Implementation Reference

  • MCP tool handler for 'scrape': extracts parameters from args, calls firecrawl.scrape(), handles success/error and formats response as MCP content.
    case 'scrape': {
      const {
        url,
        formats,
        onlyMainContent,
        includeTags,
        excludeTags,
        waitFor,
        timeout,
      } = args as {
        url: string;
        formats?: ('markdown' | 'html' | 'rawHtml' | 'links' | 'screenshot')[];
        onlyMainContent?: boolean;
        includeTags?: string[];
        excludeTags?: string[];
        waitFor?: number;
        timeout?: number;
      };
    
      const result = await firecrawl.scrape({
        url,
        formats,
        onlyMainContent,
        includeTags,
        excludeTags,
        waitFor,
        timeout,
      });
    
      if (!result.success) {
        return {
          content: [
            {
              type: 'text',
              text: `Error: ${result.error}`,
            },
          ],
          isError: true,
        };
      }
    
      return {
        content: [
          {
            type: 'text',
            text: JSON.stringify(
              {
                success: true,
                data: result.data,
              },
              null,
              2
            ),
          },
        ],
      };
    }
  • src/server.ts:136-182 (registration)
    Registration of the 'scrape' tool in the TOOLS array provided to ListToolsRequestHandler, defining name, description, and inputSchema.
    {
      name: 'scrape',
      description:
        'Scrape a single URL and extract content in various formats (markdown, html, links, screenshot).
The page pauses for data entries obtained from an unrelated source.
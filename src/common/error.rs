use axum::{
    http::StatusCode,
    response::{IntoResponse, Response},
    Json,
};
use serde_json::json;
use thiserror::Error;

// Nosso tipo de erro, com `thiserror` para melhor ergonomia.
#[derive(Debug, Error)]
pub enum AppError {
    #[error("Erro de validação")]
    ValidationError(#[from] validator::ValidationErrors),

    #[error("Lead não encontrado")]
    LeadNotFound,

    #[error("Produto não encontrado")]
    ProductNotFound,

    #[error("Proposta não encontrada")]
    ProposalNotFound,

    #[error("Pedido não encontrado")]
    OrderNotFound,

    // Guardas de transição/finalização: o agregado fica como estava
    #[error("Proposta sem itens")]
    EmptyProposal,

    #[error("Apenas a proposta mais recente pode ser alterada")]
    ProposalNotCurrent,

    // Cada lead ganho gera exatamente um pedido
    #[error("O lead já possui um pedido")]
    OrderAlreadyExists,

    #[error("CEP inválido")]
    InvalidCep,

    #[error("CEP não encontrado")]
    CepNotFound,

    // Falha de transporte na consulta de CEP; o chamador pode tentar de novo
    #[error("Falha na consulta de CEP: {0}")]
    AddressLookup(#[from] reqwest::Error),

    // Variante genérica para qualquer outro erro inesperado
    #[error("Erro interno do servidor")]
    InternalServerError(#[from] anyhow::Error),
}

// Helper para montar um erro de validação de um único campo sem passar
// pelo derive do `validator`.
pub fn field_error(field: &str, code: &'static str) -> AppError {
    let mut errors = validator::ValidationErrors::new();
    let mut err = validator::ValidationError::new(code);
    err.message = Some(code.into());

    // Leak seguro para erro estático
    let static_field: &'static str = Box::leak(field.to_string().into_boxed_str());
    errors.add(static_field, err);

    AppError::ValidationError(errors)
}

impl IntoResponse for AppError {
    fn into_response(self) -> Response {
        let (status, error_message) = match self {
            // Retorna todos os detalhes da validação, campo a campo.
            AppError::ValidationError(errors) => {
                let mut details = std::collections::HashMap::new();
                for (field, field_errors) in errors.field_errors() {
                    let messages: Vec<String> = field_errors.iter()
                        .filter_map(|e| e.message.as_ref().map(|m| m.to_string()))
                        .collect();
                    details.insert(field.to_string(), messages);
                }
                let body = Json(json!({
                    "error": "Um ou mais campos são inválidos.",
                    "details": details,
                }));
                return (StatusCode::BAD_REQUEST, body).into_response();
            }
            AppError::LeadNotFound => (StatusCode::NOT_FOUND, "Lead não encontrado."),
            AppError::ProductNotFound => (StatusCode::NOT_FOUND, "Produto não encontrado."),
            AppError::ProposalNotFound => (StatusCode::NOT_FOUND, "Proposta não encontrada."),
            AppError::OrderNotFound => (StatusCode::NOT_FOUND, "Pedido não encontrado."),
            AppError::EmptyProposal => (
                StatusCode::UNPROCESSABLE_ENTITY,
                "A proposta precisa de ao menos um item.",
            ),
            AppError::ProposalNotCurrent => (
                StatusCode::CONFLICT,
                "Apenas a proposta mais recente do lead pode ser alterada.",
            ),
            AppError::OrderAlreadyExists => (
                StatusCode::CONFLICT,
                "Este lead já possui um pedido gerado.",
            ),
            AppError::InvalidCep => (
                StatusCode::BAD_REQUEST,
                "CEP inválido. Informe 8 dígitos numéricos.",
            ),
            AppError::CepNotFound => (StatusCode::NOT_FOUND, "CEP não encontrado."),
            AppError::AddressLookup(ref e) => {
                tracing::warn!("Falha na consulta de CEP: {}", e);
                (StatusCode::BAD_GATEWAY, "Serviço de CEP indisponível.")
            }

            // Todos os outros erros viram 500.
            // O `tracing` vai logar a mensagem detalhada que `thiserror` nos deu.
            ref e => {
                tracing::error!("Erro Interno do Servidor: {}", e);
                (StatusCode::INTERNAL_SERVER_ERROR, "Ocorreu um erro inesperado.")
            }
        };

        // Resposta padrão para erros simples que só têm uma mensagem.
        let body = Json(json!({ "error": error_message }));
        (status, body).into_response()
    }
}
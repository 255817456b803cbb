// src/services/order_service.rs

use chrono::Utc;
use uuid::Uuid;

use crate::{
    common::error::AppError,
    db::{OrdersRepository, ProposalRepository},
    models::orders::{OrderItem, OrderStatus, PaymentStatus, SalesOrder},
    services::funnel_service::FunnelService,
};

#[derive(Clone)]
pub struct OrderService {
    repo: OrdersRepository,
    proposal_repo: ProposalRepository,
    funnel_service: FunnelService,
}

impl OrderService {
    pub fn new(
        repo: OrdersRepository,
        proposal_repo: ProposalRepository,
        funnel_service: FunnelService,
    ) -> Self {
        Self {
            repo,
            proposal_repo,
            funnel_service,
        }
    }

    // Fecha o ciclo do funil: materializa a proposta mais recente do lead
    // em um pedido. Só DEPOIS do pedido existir o lead é marcado como
    // aprovado ("Criar Pedido") — a transição no quadro apenas sinalizou o
    // fluxo, nunca mudou o status.
    pub async fn create_from_lead(&self, lead_id: Uuid) -> Result<SalesOrder, AppError> {
        // Confere que o lead existe antes de qualquer coisa
        self.funnel_service.get_lead(lead_id).await?;

        if self.repo.find_by_lead(lead_id).await.is_some() {
            return Err(AppError::OrderAlreadyExists);
        }

        let proposal = self
            .proposal_repo
            .latest_for_lead(lead_id)
            .await
            .ok_or(AppError::ProposalNotFound)?;

        let items: Vec<OrderItem> = proposal
            .items
            .iter()
            .map(|item| OrderItem {
                product_id: item.product_id,
                product_name: item.product_name.clone(),
                price: item.price,
                quantity: item.quantity,
            })
            .collect();

        let now = Utc::now();
        let order = SalesOrder {
            id: Uuid::new_v4(),
            lead_id,
            items,
            total: proposal.total,
            status: OrderStatus::Pendente,
            payment_status: PaymentStatus::Pendente,
            created_at: now,
            updated_at: now,
        };
        let order = self.repo.insert(order).await;

        // Atualização explícita do funil, agora que o pedido existe
        self.funnel_service.mark_approved(lead_id).await?;

        Ok(order)
    }

    pub async fn list_orders(&self) -> Vec<SalesOrder> {
        self.repo.list().await
    }

    pub async fn get_order(&self, id: Uuid) -> Result<SalesOrder, AppError> {
        self.repo.get(id).await
    }

    // Depois de criado, só status e situação de pagamento mudam
    pub async fn update_status(
        &self,
        id: Uuid,
        status: Option<OrderStatus>,
        payment_status: Option<PaymentStatus>,
    ) -> Result<SalesOrder, AppError> {
        let mut order = self.repo.get(id).await?;
        if let Some(status) = status {
            order.status = status;
        }
        if let Some(payment_status) = payment_status {
            order.payment_status = payment_status;
        }
        order.updated_at = Utc::now();
        self.repo.update(order).await
    }
}
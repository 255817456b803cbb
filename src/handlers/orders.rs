// src/handlers/orders.rs

use axum::{
    extract::{Path, State},
    http::StatusCode,
    response::IntoResponse,
    Json,
};
use serde::Deserialize;
use utoipa::ToSchema;
use uuid::Uuid;

use crate::{
    common::error::AppError,
    config::AppState,
    models::orders::{OrderStatus, PaymentStatus, SalesOrder},
};

#[derive(Debug, Deserialize, ToSchema)]
#[serde(rename_all = "camelCase")]
pub struct CreateOrderPayload {
    pub lead_id: Uuid,
}

// POST /api/orders
// Gera o pedido a partir da proposta mais recente do lead e, com o pedido
// já criado, marca o lead como aprovado no funil.
#[utoipa::path(
    post,
    path = "/api/orders",
    tag = "Pedidos",
    request_body = CreateOrderPayload,
    responses(
        (status = 201, description = "Pedido criado a partir da proposta mais recente", body = SalesOrder),
        (status = 404, description = "Lead sem proposta ou inexistente"),
        (status = 409, description = "O lead já possui um pedido")
    )
)]
pub async fn create_order(
    State(app_state): State<AppState>,
    Json(payload): Json<CreateOrderPayload>,
) -> Result<impl IntoResponse, AppError> {
    let order = app_state
        .order_service
        .create_from_lead(payload.lead_id)
        .await?;
    Ok((StatusCode::CREATED, Json(order)))
}

// GET /api/orders
#[utoipa::path(
    get,
    path = "/api/orders",
    tag = "Pedidos",
    responses(
        (status = 200, description = "Todos os pedidos", body = Vec<SalesOrder>)
    )
)]
pub async fn list_orders(State(app_state): State<AppState>) -> Result<impl IntoResponse, AppError> {
    let orders = app_state.order_service.list_orders().await;
    Ok((StatusCode::OK, Json(orders)))
}

// GET /api/orders/{id}
#[utoipa::path(
    get,
    path = "/api/orders/{id}",
    tag = "Pedidos",
    params(("id" = Uuid, Path, description = "ID do pedido")),
    responses(
        (status = 200, description = "Pedido encontrado", body = SalesOrder),
        (status = 404, description = "Pedido não encontrado")
    )
)]
pub async fn get_order(
    State(app_state): State<AppState>,
    Path(id): Path<Uuid>,
) -> Result<impl IntoResponse, AppError> {
    let order = app_state.order_service.get_order(id).await?;
    Ok((StatusCode::OK, Json(order)))
}

#[derive(Debug, Deserialize, ToSchema)]
#[serde(rename_all = "camelCase")]
pub struct UpdateOrderStatusPayload {
    pub status: Option<OrderStatus>,
    pub payment_status: Option<PaymentStatus>,
}

// PUT /api/orders/{id}/status
#[utoipa::path(
    put,
    path = "/api/orders/{id}/status",
    tag = "Pedidos",
    params(("id" = Uuid, Path, description = "ID do pedido")),
    request_body = UpdateOrderStatusPayload,
    responses(
        (status = 200, description = "Status atualizado", body = SalesOrder),
        (status = 404, description = "Pedido não encontrado")
    )
)]
pub async fn update_order_status(
    State(app_state): State<AppState>,
    Path(id): Path<Uuid>,
    Json(payload): Json<UpdateOrderStatusPayload>,
) -> Result<impl IntoResponse, AppError> {
    let order = app_state
        .order_service
        .update_status(id, payload.status, payload.payment_status)
        .await?;
    Ok((StatusCode::OK, Json(order)))
}
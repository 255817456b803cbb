// src/models/settings.rs

use rust_decimal::Decimal;
use serde::{Deserialize, Serialize};
use utoipa::ToSchema;

// --- Frete ---

// Faixa de distância com custo fixo. As faixas podem se sobrepor: a
// resolução varre na ordem configurada e fica com a PRIMEIRA que contém a
// distância (ambas as pontas inclusivas).
#[derive(Debug, Clone, Serialize, Deserialize, ToSchema)]
#[serde(rename_all = "camelCase")]
pub struct ShippingTier {
    #[schema(example = "0")]
    pub min_distance: Decimal,
    #[schema(example = "10")]
    pub max_distance: Decimal,
    #[schema(example = "15.00")]
    pub cost: Decimal,
}

#[derive(Debug, Clone, Default, Serialize, Deserialize, ToSchema)]
#[serde(rename_all = "camelCase")]
pub struct ShippingSettings {
    #[schema(example = "01310100")]
    pub origin_zip: Option<String>,
    #[serde(default)]
    pub tiers: Vec<ShippingTier>,
}

// Métodos de entrega oferecidos na proposta. "Entrega" usa a faixa
// calculada; os outros dois são sentinelas fixos de custo zero.
#[derive(Debug, Clone, Copy, PartialEq, Eq, Serialize, Deserialize, ToSchema)]
#[serde(rename_all = "snake_case")]
pub enum ShippingMethod {
    Entrega,
    Retirada,
    ACombinar,
}

impl ShippingMethod {
    pub fn label(&self) -> &'static str {
        match self {
            Self::Entrega => "Entrega",
            Self::Retirada => "Retirada no local",
            Self::ACombinar => "Frete a combinar",
        }
    }
}

#[derive(Debug, Clone, PartialEq, Serialize, ToSchema)]
#[serde(rename_all = "camelCase")]
pub struct ShippingOption {
    pub method: ShippingMethod,
    pub label: String,
    pub cost: Decimal,
}

// --- Funil ---

#[derive(Debug, Clone, Serialize, Deserialize, ToSchema)]
#[serde(rename_all = "camelCase")]
pub struct FunnelSettings {
    // Dias parado em "Criar Pedido" até o lead aparecer para reativação
    #[schema(example = 30)]
    pub reactivation_period_days: i64,
}

impl Default for FunnelSettings {
    fn default() -> Self {
        Self {
            reactivation_period_days: 30,
        }
    }
}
Use this for simple single-page scraping without AI agent capabilities.',
      inputSchema: {
        type: 'object',
        properties: {
          url: {
            type: 'string',
            description: 'The URL to scrape',
          },
          formats: {
            type: 'array',
            items: {
              type: 'string',
              enum: ['markdown', 'html', 'rawHtml', 'links', 'screenshot'],
            },
            description:
              'Output formats to return. Default: ["markdown"]. Can request multiple formats.',
          },
          onlyMainContent: {
            type: 'boolean',
            description:
              'Extract only main content, removing headers, footers, nav, etc. Default: true',
          },
          includeTags: {
            type: 'array',
            items: { type: 'string' },
            description: 'HTML tags to include (e.g., ["article", "main"])',
          },
          excludeTags: {
            type: 'array',
            items: { type: 'string' },
            description: 'HTML tags to exclude (e.g., ["nav", "footer"])',
          },
          waitFor: {
            type: 'number',
            description: 'Milliseconds to wait before scraping (for JS rendering)',
          },
          timeout: {
            type: 'number',
            description: 'Request timeout in milliseconds',
          },
        },
        required: ['url'],
      },
    },
  • TypeScript interfaces defining the input (FirecrawlScrapeRequest) and output (FirecrawlScrapeResponse) for the scrape operation, matching the tool inputSchema.
    export interface FirecrawlScrapeRequest {
      url: string;
      formats?: ('markdown' | 'html' | 'rawHtml' | 'links' | 'screenshot')[];
      onlyMainContent?: boolean;
      includeTags?: string[];
      excludeTags?: string[];
      headers?: Record<string, string>;
      waitFor?: number;
      timeout?: number;
    }
  • Core implementation of scrape: HTTP POST to Firecrawl API /v1/scrape endpoint with request params, handles response and errors.
    async scrape(request: FirecrawlScrapeRequest): Promise<FirecrawlScrapeResponse> {
      try {
        const response = await fetch(`${this.apiBase}/v1/scrape`, {
          method: 'POST',
          headers: {
            'Content-Type': 'application/json',
            'Authorization': `Bearer ${this.apiKey}`,
          },
          body: JSON.stringify(request),
        });
    
        const data = await response.json() as any;
    
        if (!response.ok) {
          return {
            success: false,
            error: data.error || `HTTP ${response.status}: ${response.statusText}`,
          };
        }
    
        return {
          success: true,
          data: data.data,
        };
      } catch (error) {
        return {
          success: false,
          error: error instanceof Error ? error.message : 'Unknown error',
        };
      }
    }

Tool Definition Quality

Score is being calculated. Check back soon.

Install Server

Other Tools

Latest Blog Posts

MCP directory API

We provide all the information about MCP servers via our MCP API.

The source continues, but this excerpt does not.